Task objective ▸
Please write out each entry that follows, keeping it exactly the same.

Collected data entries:
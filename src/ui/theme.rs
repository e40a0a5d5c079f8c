//! Color themes and ANSI escape sequence generation.
//!
//! Built-in themes are the four Catppuccin flavors, embedded at compile time.
//! Custom themes are TOML files with the same shape.
//!
//! # TOML Format
//!
//! ```toml
//! name = "my-theme"
//!
//! [colors]
//! header_fg = "#cdd6f4"
//! selection_fg = "#1e1e2e"
//! selection_bg = "#f5c2e7"
//! text_normal = "#cdd6f4"
//! text_dim = "#6c7086"
//! border = "#45475a"
//! search_bar_border = "#f5c2e7"
//! match_highlight_fg = "#1e1e2e"
//! match_highlight_bg = "#f9e2af"
//! empty_state_fg = "#89b4fa"
//! positive_fg = "#a6e3a1"
//! negative_fg = "#f38ba8"
//! link_fg = "#74c7ec"
//! notice_fg = "#fab387"
//! ```

use crate::domain::error::{CountyflowError, Result};
use serde::{Deserialize, Serialize};
use std::fs;
use std::path::Path;

/// A named color palette.
#[derive(Debug, Clone, PartialEq, Eq, Deserialize, Serialize)]
pub struct Theme {
    pub name: String,
    pub colors: ThemeColors,
}

/// Hex colors (e.g. `"#cdd6f4"`) for every UI element.
#[derive(Debug, Clone, PartialEq, Eq, Deserialize, Serialize)]
pub struct ThemeColors {
    pub header_fg: String,
    #[serde(default)]
    pub header_bg: Option<String>,

    pub selection_fg: String,
    pub selection_bg: String,

    pub text_normal: String,
    /// Footer, table headings and secondary text.
    pub text_dim: String,

    pub border: String,

    pub search_bar_border: String,
    pub match_highlight_fg: String,
    pub match_highlight_bg: String,

    /// Loading and failure messages.
    pub empty_state_fg: String,

    /// Net migration at or above zero.
    pub positive_fg: String,
    pub negative_fg: String,

    /// Flow rows that can be navigated to.
    pub link_fg: String,

    /// Lookup failures and the limited-data caveat.
    pub notice_fg: String,
}

impl Theme {
    /// Loads a built-in theme by name.
    ///
    /// Supported names: `catppuccin-mocha`, `catppuccin-latte`,
    /// `catppuccin-frappe`, `catppuccin-macchiato`.
    ///
    /// # Example
    ///
    /// ```rust
    /// use countyflow::ui::Theme;
    ///
    /// let theme = Theme::from_name("catppuccin-latte").unwrap();
    /// assert_eq!(theme.name, "catppuccin-latte");
    /// assert!(Theme::from_name("solarized").is_none());
    /// ```
    #[must_use]
    pub fn from_name(name: &str) -> Option<Self> {
        let toml_str = match name {
            "catppuccin-mocha" => include_str!("../../themes/catppuccin-mocha.toml"),
            "catppuccin-latte" => include_str!("../../themes/catppuccin-latte.toml"),
            "catppuccin-frappe" => include_str!("../../themes/catppuccin-frappe.toml"),
            "catppuccin-macchiato" => include_str!("../../themes/catppuccin-macchiato.toml"),
            _ => return None,
        };

        toml::from_str(toml_str).ok()
    }

    /// Loads a theme from a TOML file.
    ///
    /// # Errors
    ///
    /// Returns [`CountyflowError::Theme`] if the file cannot be read or parsed.
    pub fn from_file<P: AsRef<Path>>(path: P) -> Result<Self> {
        let path = path.as_ref();
        let contents = fs::read_to_string(path)
            .map_err(|e| CountyflowError::Theme(format!("failed to read {}: {e}", path.display())))?;

        toml::from_str(&contents).map_err(|e| CountyflowError::Theme(format!("failed to parse theme TOML: {e}")))
    }

    /// Parses `#rrggbb`; anything else renders as white.
    fn hex_to_rgb(hex: &str) -> (u8, u8, u8) {
        let hex = hex.trim().trim_start_matches('#');

        if hex.len() != 6 || !hex.is_ascii() {
            return (255, 255, 255);
        }

        let channel = |range: std::ops::Range<usize>| u8::from_str_radix(&hex[range], 16).unwrap_or(255);
        (channel(0..2), channel(2..4), channel(4..6))
    }

    /// 24-bit foreground escape sequence for a hex color.
    #[must_use]
    pub fn fg(hex: &str) -> String {
        let (r, g, b) = Self::hex_to_rgb(hex);
        format!("\u{001b}[38;2;{r};{g};{b}m")
    }

    /// 24-bit background escape sequence for a hex color.
    #[must_use]
    pub fn bg(hex: &str) -> String {
        let (r, g, b) = Self::hex_to_rgb(hex);
        format!("\u{001b}[48;2;{r};{g};{b}m")
    }

    #[must_use]
    pub const fn bold() -> &'static str {
        "\u{001b}[1m"
    }

    #[must_use]
    pub const fn dim() -> &'static str {
        "\u{001b}[2m"
    }

    #[must_use]
    pub const fn underline() -> &'static str {
        "\u{001b}[4m"
    }

    #[must_use]
    pub const fn reset() -> &'static str {
        "\u{001b}[0m"
    }
}

impl Default for Theme {
    /// Catppuccin Mocha.
    ///
    /// # Panics
    ///
    /// Panics if the embedded theme fails to parse.
    fn default() -> Self {
        Self::from_name("catppuccin-mocha").expect("built-in catppuccin-mocha theme should always parse")
    }
}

Worked solution ▸
filename src/ui/theme.rs
repository e40a0a5d5c079f8c
//! Color themes and ANSI escape sequence generation.
//!
//! Built-in themes are the four Catppuccin flavors, embedded at compile time.
//! Custom themes are TOML files with the same shape.
//!
//! # TOML Format
//!
//! ```toml
//! name = "my-theme"
//!
//! [colors]
//! header_fg = "#cdd6f4"
//! selection_fg = "#1e1e2e"
//! selection_bg = "#f5c2e7"
//! text_normal = "#cdd6f4"
//! text_dim = "#6c7086"
//! border = "#45475a"
//! search_bar_border = "#f5c2e7"
//! match_highlight_fg = "#1e1e2e"
//! match_highlight_bg = "#f9e2af"
//! empty_state_fg = "#89b4fa"
//! positive_fg = "#a6e3a1"
//! negative_fg = "#f38ba8"
//! link_fg = "#74c7ec"
//! notice_fg = "#fab387"
//! ```

use crate::domain::error::{CountyflowError, Result};
use serde::{Deserialize, Serialize};
use std::fs;
use std::path::Path;

/// A named color palette.
#[derive(Debug, Clone, PartialEq, Eq, Deserialize, Serialize)]
pub struct Theme {
    pub name: String,
    pub colors: ThemeColors,
}

/// Hex colors (e.g. `"#cdd6f4"`) for every UI element.
#[derive(Debug, Clone, PartialEq, Eq, Deserialize, Serialize)]
pub struct ThemeColors {
    pub header_fg: String,
    #[serde(default)]
    pub header_bg: Option<String>,

    pub selection_fg: String,
    pub selection_bg: String,

    pub text_normal: String,
    /// Footer, table headings and secondary text.
    pub text_dim: String,

    pub border: String,

    pub search_bar_border: String,
    pub match_highlight_fg: String,
    pub match_highlight_bg: String,

    /// Loading and failure messages.
    pub empty_state_fg: String,

    /// Net migration at or above zero.
    pub positive_fg: String,
    pub negative_fg: String,

    /// Flow rows that can be navigated to.
    pub link_fg: String,

    /// Lookup failures and the limited-data caveat.
    pub notice_fg: String,
}

impl Theme {
    /// Loads a built-in theme by name.
    ///
    /// Supported names: `catppuccin-mocha`, `catppuccin-latte`,
    /// `catppuccin-frappe`, `catppuccin-macchiato`.
    ///
    /// # Example
    ///
    /// ```rust
    /// use countyflow::ui::Theme;
    ///
    /// let theme = Theme::from_name("catppuccin-latte").unwrap();
    /// assert_eq!(theme.name, "catppuccin-latte");
    /// assert!(Theme::from_name("solarized").is_none());
    /// ```
    #[must_use]
    pub fn from_name(name: &str) -> Option<Self> {
        let toml_str = match name {
            "catppuccin-mocha" => include_str!("../../themes/catppuccin-mocha.toml"),
            "catppuccin-latte" => include_str!("../../themes/catppuccin-latte.toml"),
            "catppuccin-frappe" => include_str!("../../themes/catppuccin-frappe.toml"),
            "catppuccin-macchiato" => include_str!("../../themes/catppuccin-macchiato.toml"),
            _ => return None,
        };

        toml::from_str(toml_str).ok()
    }

    /// Loads a theme from a TOML file.
    ///
    /// # Errors
    ///
    /// Returns [`CountyflowError::Theme`] if the file cannot be read or parsed.
    pub fn from_file<P: AsRef<Path>>(path: P) -> Result<Self> {
        let path = path.as_ref();
        let contents = fs::read_to_string(path)
            .map_err(|e| CountyflowError::Theme(format!("failed to read {}: {e}", path.display())))?;

        toml::from_str(&contents).map_err(|e| CountyflowError::Theme(format!("failed to parse theme TOML: {e}")))
    }

    /// Parses `#rrggbb`; anything else renders as white.
    fn hex_to_rgb(hex: &str) -> (u8, u8, u8) {
        let hex = hex.trim().trim_start_matches('#');

        if hex.len() != 6 || !hex.is_ascii() {
            return (255, 255, 255);
        }

        let channel = |range: std::ops::Range<usize>| u8::from_str_radix(&hex[range], 16).unwrap_or(255);
        (channel(0..2), channel(2..4), channel(4..6))
    }

    /// 24-bit foreground escape sequence for a hex color.
    #[must_use]
    pub fn fg(hex: &str) -> String {
        let (r, g, b) = Self::hex_to_rgb(hex);
        format!("\u{001b}[38;2;{r};{g};{b}m")
    }

    /// 24-bit background escape sequence for a hex color.
    #[must_use]
    pub fn bg(hex: &str) -> String {
        let (r, g, b) = Self::hex_to_rgb(hex);
        format!("\u{001b}[48;2;{r};{g};{b}m")
    }

    #[must_use]
    pub const fn bold() -> &'static str {
        "\u{001b}[1m"
    }

    #[must_use]
    pub const fn dim() -> &'static str {
        "\u{001b}[2m"
    }

    #[must_use]
    pub const fn underline() -> &'static str {
        "\u{001b}[4m"
    }

    #[must_use]
    pub const fn reset() -> &'static str {
        "\u{001b}[0m"
    }
}

impl Default for Theme {
    /// Catppuccin Mocha.
    ///
    /// # Panics
    ///
    /// Panics if the embedded theme fails to parse.
    fn default() -> Self {
        Self::from_name("catppuccin-mocha").expect("built-in catppuccin-mocha theme should always parse")
    }
}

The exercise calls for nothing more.